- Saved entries
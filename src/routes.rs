//! Router assembly.
//!
//! SYSTEM CONTEXT
//! ==============
//! Serves the Leptos SSR pages, the compiled WASM/CSS bundle under `/pkg`,
//! and a health probe. The gym API itself is an external service; nothing
//! here proxies it.

#[cfg(test)]
#[path = "routes_test.rs"]
mod routes_test;

use std::path::PathBuf;

use axum::Router;
use axum::http::StatusCode;
use axum::routing::get;
use leptos::prelude::*;
use leptos_axum::{LeptosRoutes, generate_route_list};
use tower_http::services::ServeDir;
use tower_http::trace::TraceLayer;

/// Routes that do not depend on Leptos options.
fn host_routes() -> Router {
    Router::new()
        .route("/healthz", get(healthz))
        .fallback(not_found)
}

/// Full application router: SSR pages, static bundle, health probe.
pub fn app(leptos_options: LeptosOptions) -> Router {
    let routes = generate_route_list(client::app::App);

    let leptos_router = Router::new()
        .leptos_routes(&leptos_options, routes, {
            let opts = leptos_options.clone();
            move || client::app::shell(opts.clone())
        })
        .with_state(leptos_options.clone());

    let site_root_path = PathBuf::from(leptos_options.site_root.as_ref());

    host_routes()
        .merge(leptos_router)
        .nest_service("/pkg", ServeDir::new(site_root_path.join("pkg")))
        .layer(TraceLayer::new_for_http())
}

async fn healthz() -> StatusCode {
    StatusCode::OK
}

async fn not_found() -> (StatusCode, &'static str) {
    (StatusCode::NOT_FOUND, "Página no encontrada.")
}
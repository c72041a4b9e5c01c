//! Shared auth UI helpers.
//!
//! SYSTEM CONTEXT
//! ==============
//! Route components should apply identical unauthenticated redirect behavior
//! and resolve the persisted session the same way.

#[cfg(test)]
#[path = "auth_test.rs"]
mod auth_test;

use leptos::prelude::*;

use super::navigation::{Redirect, Route, perform};
use super::session_store::SessionStore;
use super::storage::KeyValueStore;
use crate::state::auth::AuthState;

/// True once auth has loaded and no session is present.
pub fn should_redirect_unauth(state: &AuthState) -> bool {
    !state.loading && state.session.is_none()
}

/// Read the persisted session into a resolved `AuthState`.
pub fn resolve_auth<S: KeyValueStore>(store: &SessionStore<S>) -> AuthState {
    AuthState::from_load(store.load())
}

/// Redirect to `/login` whenever auth has loaded and no session is present.
pub fn install_unauth_redirect(auth: RwSignal<AuthState>) {
    Effect::new(move || {
        if should_redirect_unauth(&auth.get()) {
            perform(Redirect::now(Route::Login));
        }
    });
}

/// Clear the persisted session and mark the user signed out. Pages with an
/// installed unauth redirect then send the browser to `/login`.
pub fn sign_out<S: KeyValueStore>(store: &SessionStore<S>, auth: RwSignal<AuthState>) {
    if let Err(e) = store.clear() {
        log::warn!("failed to clear session: {e}");
    }
    auth.set(AuthState::signed_out());
}
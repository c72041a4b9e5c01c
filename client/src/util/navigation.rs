//! Route targets and full-page redirects.
//!
//! Redirects are plain `location.href` assignments so the next page starts
//! from a fresh load and re-reads persisted state.

#[cfg(test)]
#[path = "navigation_test.rs"]
mod navigation_test;

#[derive(Clone, Copy, Debug, PartialEq, Eq)]
pub enum Route {
    Home,
    Login,
    Register,
    Dashboard,
}

impl Route {
    pub fn path(self) -> &'static str {
        match self {
            Self::Home => "/",
            Self::Login => "/login",
            Self::Register => "/register",
            Self::Dashboard => "/dashboard",
        }
    }
}

/// A navigation the page should perform, optionally after a grace period.
#[derive(Clone, Copy, Debug, PartialEq, Eq)]
pub struct Redirect {
    pub route: Route,
    pub delay_ms: u32,
}

impl Redirect {
    pub fn now(route: Route) -> Self {
        Self { route, delay_ms: 0 }
    }

    pub fn after(route: Route, delay_ms: u32) -> Self {
        Self { route, delay_ms }
    }
}

/// Navigate the browser to `redirect.route` once its delay elapses.
/// Does not block the caller. No-op outside the browser.
pub fn perform(redirect: Redirect) {
    #[cfg(feature = "hydrate")]
    {
        let go = move || {
            if let Some(window) = web_sys::window() {
                let _ = window.location().set_href(redirect.route.path());
            }
        };
        if redirect.delay_ms == 0 {
            go();
        } else {
            gloo_timers::callback::Timeout::new(redirect.delay_ms, go).forget();
        }
    }
    #[cfg(not(feature = "hydrate"))]
    {
        let _ = redirect;
    }
}
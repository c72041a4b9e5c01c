//! Dashboard page gated on the persisted session.
//!
//! The session is read once on the client after mount. Without one the page
//! shows a loading placeholder while the browser is sent to `/login`; with
//! one it renders exactly one role panel.

#[cfg(test)]
#[path = "dashboard_test.rs"]
mod dashboard_test;

use leptos::prelude::*;

use crate::components::role_panel::{AthletePanel, CoachPanel};
use crate::net::types::{Role, User};
use crate::state::auth::AuthState;
use crate::util::auth::{install_unauth_redirect, sign_out};
use crate::util::navigation::Route;
use crate::util::session_store::SessionStore;

/// What the dashboard should render for a given auth state.
#[derive(Clone, Debug, PartialEq, Eq)]
pub enum DashboardView {
    /// Session not read yet.
    Loading,
    /// No usable session; leave for `route`.
    Redirect(Route),
    Coach(User),
    Athlete(User),
}

pub fn select_view(state: &AuthState) -> DashboardView {
    if state.loading {
        return DashboardView::Loading;
    }
    let Some(session) = state.session.as_ref() else {
        return DashboardView::Redirect(Route::Login);
    };
    match &session.user.role {
        Role::Coach => DashboardView::Coach(session.user.clone()),
        Role::Athlete => DashboardView::Athlete(session.user.clone()),
        Role::Other(raw) => {
            log::info!("unrecognized role {raw:?}, showing athlete panel");
            DashboardView::Athlete(session.user.clone())
        }
    }
}

pub fn greeting(user: &User) -> String {
    format!("Hola, {}", user.name)
}

#[component]
pub fn DashboardPage() -> impl IntoView {
    let auth = expect_context::<RwSignal<AuthState>>();
    install_unauth_redirect(auth);

    let on_logout = Callback::new(move |()| sign_out(&SessionStore::browser(), auth));

    view! {
        <div class="dashboard-page">
            {move || match select_view(&auth.get()) {
                DashboardView::Loading | DashboardView::Redirect(_) => {
                    view! { <p class="dashboard-page__loading">"Cargando..."</p> }.into_any()
                }
                DashboardView::Coach(user) => {
                    view! {
                        <DashboardHeader user=user on_logout=on_logout/>
                        <CoachPanel/>
                    }
                        .into_any()
                }
                DashboardView::Athlete(user) => {
                    view! {
                        <DashboardHeader user=user on_logout=on_logout/>
                        <AthletePanel/>
                    }
                        .into_any()
                }
            }}
        </div>
    }
}

#[component]
fn DashboardHeader(user: User, on_logout: Callback<()>) -> impl IntoView {
    view! {
        <header class="dashboard-page__header">
            <h1>{greeting(&user)}</h1>
            <button class="btn" on:click=move |_| on_logout.run(())>"Cerrar sesión"</button>
        </header>
    }
}
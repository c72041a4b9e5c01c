//! Role-specific dashboard panels.
//!
//! DESIGN
//! ======
//! Exactly one panel is mounted per dashboard render; selection lives in
//! `pages::dashboard::select_view`, not here.

use leptos::prelude::*;

/// Panel for coaches: athlete management entry point.
#[component]
pub fn CoachPanel() -> impl IntoView {
    view! {
        <section class="role-panel role-panel--coach">
            <h2>"PANEL DE COACH"</h2>
            <p>"Bienvenido entrenador. Aquí puedes gestionar a tus atletas."</p>
        </section>
    }
}

/// Default panel for athletes and any unrecognized role.
#[component]
pub fn AthletePanel() -> impl IntoView {
    view! {
        <section class="role-panel role-panel--athlete">
            <h2>"PANEL DE ATLETA"</h2>
            <p>"Aquí verás tus rutinas y dietas asignadas."</p>
        </section>
    }
}
//! Root application component with routing and context providers.

use leptos::prelude::*;
use leptos_meta::{MetaTags, Stylesheet, Title, provide_meta_context};
use leptos_router::{
    StaticSegment,
    components::{Route, Router, Routes},
};

use crate::pages::{dashboard::DashboardPage, home::HomePage, login::LoginPage, register::RegisterPage};
use crate::state::auth::AuthState;
use crate::util::auth::resolve_auth;
use crate::util::session_store::SessionStore;

/// HTML shell rendered on the server for SSR + hydration.
pub fn shell(options: LeptosOptions) -> impl IntoView {
    view! {
        <!DOCTYPE html>
        <html lang="es">
            <head>
                <meta charset="utf-8"/>
                <meta name="viewport" content="width=device-width, initial-scale=1"/>
                <AutoReload options=options.clone()/>
                <HydrationScripts options/>
                <MetaTags/>
            </head>
            <body>
                <App/>
            </body>
        </html>
    }
}

/// Root application component.
///
/// Provides the auth context and sets up routing. The persisted session is
/// read once after mount; effects never run during SSR, so server-rendered
/// pages always start from the loading state.
#[component]
pub fn App() -> impl IntoView {
    provide_meta_context();

    let auth = RwSignal::new(AuthState::default());
    provide_context(auth);

    Effect::new(move || {
        auth.set(resolve_auth(&SessionStore::browser()));
    });

    view! {
        <Stylesheet id="leptos" href="/pkg/gym-portal.css"/>
        <Title text="Gym Élite"/>

        <Router>
            <Routes fallback=|| "Página no encontrada.".into_view()>
                <Route path=StaticSegment("") view=HomePage/>
                <Route path=StaticSegment("login") view=LoginPage/>
                <Route path=StaticSegment("register") view=RegisterPage/>
                <Route path=StaticSegment("dashboard") view=DashboardPage/>
            </Routes>
        </Router>
    }
}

- Assignment
Word for word, please print every line from the beginning of the records to the line bearing "move || client::app::shell(opts.clone())", counting both ends and stopping there.

- Response to the task
filename src/routes.rs
//! Router assembly.
//!
//! SYSTEM CONTEXT
//! ==============
//! Serves the Leptos SSR pages, the compiled WASM/CSS bundle under `/pkg`,
//! and a health probe. The gym API itself is an external service; nothing
//! here proxies it.

#[cfg(test)]
#[path = "routes_test.rs"]
mod routes_test;

use std::path::PathBuf;

use axum::Router;
use axum::http::StatusCode;
use axum::routing::get;
use leptos::prelude::*;
use leptos_axum::{LeptosRoutes, generate_route_list};
use tower_http::services::ServeDir;
use tower_http::trace::TraceLayer;

/// Routes that do not depend on Leptos options.
fn host_routes() -> Router {
    Router::new()
        .route("/healthz", get(healthz))
        .fallback(not_found)
}

/// Full application router: SSR pages, static bundle, health probe.
pub fn app(leptos_options: LeptosOptions) -> Router {
    let routes = generate_route_list(client::app::App);

    let leptos_router = Router::new()
        .leptos_routes(&leptos_options, routes, {
            let opts = leptos_options.clone();
            move || client::app::shell(opts.clone())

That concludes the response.